• **Dataset entries**:

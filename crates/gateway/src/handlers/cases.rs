//! Case record handlers
//!
//! The query endpoint fronts the priority engine: urgent rows always lead
//! the page, and `total_count` is stable for fixed inputs. The remaining
//! endpoints manage individual movement rows and whole flows (every
//! movement sharing one case number).

use axum::{
    extract::{Path, State},
    http::StatusCode,
    Json,
};
use serde::{Deserialize, Serialize};
use std::time::Instant;
use uuid::Uuid;
use validator::Validate;

use crate::AppState;
use procontrol_common::{
    auth::Principal,
    db::models::CaseRecord,
    db::{CaseBulkUpdate, DistinctColumn, Repository},
    errors::{AppError, Result},
    metrics,
    query::{CaseFilter, CaseQuery, CaseSort, PriorityQueryEngine},
};

/// Page request over the case collection
#[derive(Debug, Deserialize)]
pub struct QueryCasesRequest {
    #[serde(default)]
    pub page: Option<u64>,

    #[serde(default)]
    pub page_size: Option<u64>,

    #[serde(default)]
    pub filter: CaseFilter,

    #[serde(default)]
    pub sort: Option<CaseSort>,

    #[serde(default)]
    pub latest_only: bool,
}

#[derive(Serialize)]
pub struct QueryCasesResponse {
    pub rows: Vec<CaseRecord>,
    pub total_count: u64,
    pub page: u64,
    pub page_size: u64,
    pub processing_time_ms: u64,
}

/// Movement row payload; `id` present means rewrite that row
#[derive(Debug, Deserialize, Validate)]
pub struct SaveCaseRequest {
    #[serde(default)]
    pub id: Option<Uuid>,

    #[validate(length(min = 1, max = 100))]
    pub number: String,

    #[validate(length(min = 1, max = 100))]
    pub origin_code: String,

    pub entry_date: chrono::NaiveDate,

    #[serde(default)]
    pub current_location: Option<String>,

    #[serde(default)]
    pub exit_date: Option<chrono::NaiveDate>,

    #[serde(default)]
    pub return_deadline: Option<chrono::NaiveDate>,

    #[serde(default)]
    pub urgent: bool,

    #[validate(length(min = 1, max = 500))]
    pub subject: String,

    #[validate(length(min = 1, max = 500))]
    pub interested_party: String,

    #[serde(default)]
    pub notes: Option<String>,

    #[serde(default)]
    pub external_link: Option<String>,
}

#[derive(Debug, Deserialize)]
pub struct BulkUpdateRequest {
    pub ids: Vec<Uuid>,
    pub updates: CaseBulkUpdate,
}

#[derive(Serialize)]
pub struct BulkUpdateResponse {
    pub updated: u64,
}

#[derive(Serialize)]
pub struct DeleteFlowResponse {
    pub deleted: u64,
}

#[derive(Serialize)]
pub struct DeleteMovementResponse {
    pub deleted_id: Uuid,
}

/// Run one paginated, urgent-first query over the case collection
pub async fn query_cases(
    State(state): State<AppState>,
    _principal: Principal,
    Json(request): Json<QueryCasesRequest>,
) -> Result<Json<QueryCasesResponse>> {
    let start = Instant::now();

    let query = CaseQuery {
        page: request.page.unwrap_or(1),
        page_size: request
            .page_size
            .unwrap_or(state.config.server.default_page_size),
        filter: request.filter,
        sort: request.sort.unwrap_or_default(),
        latest_only: request.latest_only,
    };

    let engine = PriorityQueryEngine::new(Repository::new(state.db.clone()));
    let page = engine.run(&query).await?;

    let processing_time_ms = start.elapsed().as_millis() as u64;
    metrics::record_case_query(
        processing_time_ms as f64 / 1000.0,
        query.latest_only,
        page.rows.len(),
    );

    tracing::info!(
        page = query.page,
        page_size = query.page_size,
        latest_only = query.latest_only,
        total_count = page.total_count,
        latency_ms = processing_time_ms,
        "Case query completed"
    );

    Ok(Json(QueryCasesResponse {
        rows: page.rows,
        total_count: page.total_count,
        page: query.page,
        page_size: query.page_size,
        processing_time_ms,
    }))
}

/// Insert a new movement row, or rewrite an existing one when `id` is given
pub async fn save_case(
    State(state): State<AppState>,
    principal: Principal,
    Json(request): Json<SaveCaseRequest>,
) -> Result<(StatusCode, Json<CaseRecord>)> {
    request.validate().map_err(|e| AppError::Validation {
        message: e.to_string(),
        field: None,
    })?;

    let repo = Repository::new(state.db.clone());
    let now = chrono::Utc::now();

    let (id, created_by, created_at, existed) = match request.id {
        Some(id) => match repo.find_case_by_id(id).await? {
            Some(prior) => (id, prior.created_by, prior.created_at, true),
            None => {
                return Err(AppError::CaseNotFound { id: id.to_string() });
            }
        },
        None => (Uuid::new_v4(), principal.actor_id, now.into(), false),
    };

    let record = CaseRecord {
        id,
        number: request.number,
        origin_code: request.origin_code,
        entry_date: request.entry_date,
        current_location: request.current_location,
        exit_date: request.exit_date,
        return_deadline: request.return_deadline,
        urgent: request.urgent,
        subject: request.subject,
        interested_party: request.interested_party,
        notes: request.notes,
        external_link: request.external_link,
        created_by,
        updated_by: principal.actor_id,
        created_at,
        updated_at: now.into(),
    };

    let saved = repo.save_case(record).await?;

    tracing::info!(
        case_id = %saved.id,
        number = %saved.number,
        urgent = saved.urgent,
        actor = %principal.actor_id,
        "Case movement saved"
    );

    let status = if existed {
        StatusCode::OK
    } else {
        StatusCode::CREATED
    };
    Ok((status, Json(saved)))
}

/// Delete a single movement row
pub async fn delete_case(
    State(state): State<AppState>,
    principal: Principal,
    Path(id): Path<Uuid>,
) -> Result<StatusCode> {
    let repo = Repository::new(state.db.clone());

    if !repo.delete_case(id).await? {
        return Err(AppError::CaseNotFound { id: id.to_string() });
    }

    tracing::info!(case_id = %id, actor = %principal.actor_id, "Case movement deleted");
    Ok(StatusCode::NO_CONTENT)
}

/// Full movement history of a case, newest first
pub async fn case_history(
    State(state): State<AppState>,
    _principal: Principal,
    Path(number): Path<String>,
) -> Result<Json<Vec<CaseRecord>>> {
    let repo = Repository::new(state.db.clone());

    let history = repo.case_history(&number).await?;
    if history.is_empty() {
        return Err(AppError::CaseNotFound { id: number });
    }

    Ok(Json(history))
}

/// Delete every movement of a case in one shot
pub async fn delete_flow(
    State(state): State<AppState>,
    principal: Principal,
    Path(number): Path<String>,
) -> Result<Json<DeleteFlowResponse>> {
    let repo = Repository::new(state.db.clone());

    let deleted = repo.delete_case_flow(&number).await?;
    if deleted == 0 {
        return Err(AppError::CaseNotFound { id: number });
    }

    tracing::info!(
        number = %number,
        deleted,
        actor = %principal.actor_id,
        "Case flow deleted"
    );
    Ok(Json(DeleteFlowResponse { deleted }))
}

/// Delete only the most recent movement of a case
pub async fn delete_latest_movement(
    State(state): State<AppState>,
    principal: Principal,
    Path(number): Path<String>,
) -> Result<Json<DeleteMovementResponse>> {
    let repo = Repository::new(state.db.clone());

    let deleted_id = repo
        .delete_latest_movement(&number)
        .await?
        .ok_or(AppError::CaseNotFound { id: number.clone() })?;

    tracing::info!(
        number = %number,
        case_id = %deleted_id,
        actor = %principal.actor_id,
        "Latest case movement deleted"
    );
    Ok(Json(DeleteMovementResponse { deleted_id }))
}

/// Apply the same partial update to a set of movement rows
pub async fn bulk_update(
    State(state): State<AppState>,
    principal: Principal,
    Json(request): Json<BulkUpdateRequest>,
) -> Result<Json<BulkUpdateResponse>> {
    if request.ids.is_empty() {
        return Err(AppError::Validation {
            message: "ids must not be empty".to_string(),
            field: Some("ids".to_string()),
        });
    }
    if request.updates.is_empty() {
        return Err(AppError::Validation {
            message: "updates must set at least one field".to_string(),
            field: Some("updates".to_string()),
        });
    }

    let repo = Repository::new(state.db.clone());
    let updated = repo
        .bulk_update_cases(&request.ids, &request.updates, principal.actor_id)
        .await?;

    tracing::info!(
        requested = request.ids.len(),
        updated,
        actor = %principal.actor_id,
        "Bulk case update applied"
    );
    Ok(Json(BulkUpdateResponse { updated }))
}

/// Distinct non-empty values of a column, for filter dropdowns
pub async fn distinct_values(
    State(state): State<AppState>,
    _principal: Principal,
    Path(column): Path<DistinctColumn>,
) -> Result<Json<Vec<String>>> {
    let repo = Repository::new(state.db.clone());
    let values = repo.distinct_case_values(column).await?;
    Ok(Json(values))
}
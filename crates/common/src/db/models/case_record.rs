//! Case record entity
//!
//! One row per movement of a case file. A case `number` may own many rows;
//! the current state of a case is the row with the most recent entry date
//! (or exit date, whichever is later) among rows sharing that number.

use sea_orm::entity::prelude::*;
use serde::{Deserialize, Serialize};

#[derive(Clone, Debug, PartialEq, Eq, DeriveEntityModel, Serialize, Deserialize)]
#[sea_orm(table_name = "case_records")]
pub struct Model {
    #[sea_orm(primary_key, auto_increment = false)]
    pub id: Uuid,

    /// Stable case number, shared by every movement row of the same case
    #[sea_orm(column_type = "Text")]
    pub number: String,

    /// Categorical origin of the case
    #[sea_orm(column_type = "Text")]
    pub origin_code: String,

    pub entry_date: Date,

    #[sea_orm(column_type = "Text", nullable)]
    pub current_location: Option<String>,

    pub exit_date: Option<Date>,

    pub return_deadline: Option<Date>,

    pub urgent: bool,

    #[sea_orm(column_type = "Text")]
    pub subject: String,

    #[sea_orm(column_type = "Text")]
    pub interested_party: String,

    #[sea_orm(column_type = "Text", nullable)]
    pub notes: Option<String>,

    #[sea_orm(column_type = "Text", nullable)]
    pub external_link: Option<String>,

    pub created_by: Uuid,

    pub updated_by: Uuid,

    pub created_at: DateTimeWithTimeZone,

    pub updated_at: DateTimeWithTimeZone,
}

impl Model {
    /// Date this movement was last touched: the later of entry and exit
    pub fn movement_date(&self) -> Date {
        match self.exit_date {
            Some(exit) if exit > self.entry_date => exit,
            _ => self.entry_date,
        }
    }

    /// Whether the return deadline has passed relative to the given date
    pub fn is_overdue_as_of(&self, date: Date) -> bool {
        self.return_deadline.map(|d| d < date).unwrap_or(false)
    }
}

#[derive(Copy, Clone, Debug, EnumIter, DeriveRelation)]
pub enum Relation {}

impl ActiveModelBehavior for ActiveModel {}
//! Rate limiting middleware using token bucket algorithm

use axum::{extract::Request, http::StatusCode, middleware::Next, response::Response};
use governor::{
    clock::QuantaClock,
    state::{InMemoryState, NotKeyed},
    Quota, RateLimiter,
};
use std::num::NonZeroU32;
use std::sync::Arc;

/// Rate limiter using governor crate
pub type GlobalRateLimiter = RateLimiter<NotKeyed, InMemoryState, QuantaClock>;

/// Create a new rate limiter
pub fn create_rate_limiter(requests_per_second: u32, burst: u32) -> Arc<GlobalRateLimiter> {
    let quota = Quota::per_second(NonZeroU32::new(requests_per_second.max(1)).unwrap())
        .allow_burst(NonZeroU32::new(burst.max(1)).unwrap());

    Arc::new(RateLimiter::direct(quota))
}

/// Rate limiting middleware
pub async fn rate_limit_middleware(
    request: Request,
    next: Next,
    limiter: Arc<GlobalRateLimiter>,
) -> Result<Response, StatusCode> {
    match limiter.check() {
        Ok(_) => Ok(next.run(request).await),
        Err(_) => {
            tracing::warn!("Rate limit exceeded");
            Err(StatusCode::TOO_MANY_REQUESTS)
        }
    }
}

• **YOUR ASSIGNMENT**: Search each line of the data above for "http", and copy the lines where it occurs.

• **RESPONSE TO THE TASK**:
    http::StatusCode,
use axum::{extract::Request, http::StatusCode, middleware::Next, response::Response};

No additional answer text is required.